The task: Each line of the data needs to be transcribed exactly.

[[ Data for the task, beginning ]]

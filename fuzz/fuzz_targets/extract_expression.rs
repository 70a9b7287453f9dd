#![no_main]

use libfuzzer_sys::fuzz_target;

fuzz_target!(|data: &str| {
    // Extraction must never panic, and a successful extraction must be a
    // prefix of the input so callers can advance by its length.
    if let Ok(expr) = templar::goexpr::extract_expression(data) {
        assert!(data.starts_with(&expr));
    }
    let _ = templar::goexpr::extract_func(data);
});
use serde::{Deserialize, Serialize};

use crate::expression::Range;

/// A parse-time note attached to a template node rather than aborting the
/// parse. The composer carries these through from the child-node parser
/// untouched; rendering them is the caller's concern.
#[derive(Debug, Clone, PartialEq, Eq, Serialize, Deserialize)]
pub struct Diagnostic {
    pub message: String,
    pub range: Range,
}

impl Diagnostic {
    pub fn new(message: impl Into<String>, range: Range) -> Self {
        Self {
            message: message.into(),
            range,
        }
    }
}

#[cfg(test)]
mod tests {
    use super::*;
    use crate::expression::Position;

    #[test]
    fn diagnostic_preserves_message_and_range() {
        let range = Range::new(Position::new(0, 1, 0), Position::new(3, 1, 3));
        let d = Diagnostic::new("void element must not have children", range);
        assert_eq!(d.message, "void element must not have children");
        assert_eq!(d.range.to.index, 3);
    }
}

[[ Data for the task, end ]]

Output below:
filename fuzz/fuzz_targets/extract_expression.rs
repository 70a9b7287453f9dd
#![no_main]

use libfuzzer_sys::fuzz_target;

fuzz_target!(|data: &str| {
    // Extraction must never panic, and a successful extraction must be a
    // prefix of the input so callers can advance by its length.
    if let Ok(expr) = templar::goexpr::extract_expression(data) {
        assert!(data.starts_with(&expr));
    }
    let _ = templar::goexpr::extract_func(data);
});
use serde::{Deserialize, Serialize};

use crate::expression::Range;

/// A parse-time note attached to a template node rather than aborting the
/// parse. The composer carries these through from the child-node parser
/// untouched; rendering them is the caller's concern.
#[derive(Debug, Clone, PartialEq, Eq, Serialize, Deserialize)]
pub struct Diagnostic {
    pub message: String,
    pub range: Range,
}

impl Diagnostic {
    pub fn new(message: impl Into<String>, range: Range) -> Self {
        Self {
            message: message.into(),
            range,
        }
    }
}

#[cfg(test)]
mod tests {
    use super::*;
    use crate::expression::Position;

    #[test]
    fn diagnostic_preserves_message_and_range() {
        let range = Range::new(Position::new(0, 1, 0), Position::new(3, 1, 3));
        let d = Diagnostic::new("void element must not have children", range);
        assert_eq!(d.message, "void element must not have children");
        assert_eq!(d.range.to.index, 3);
    }
}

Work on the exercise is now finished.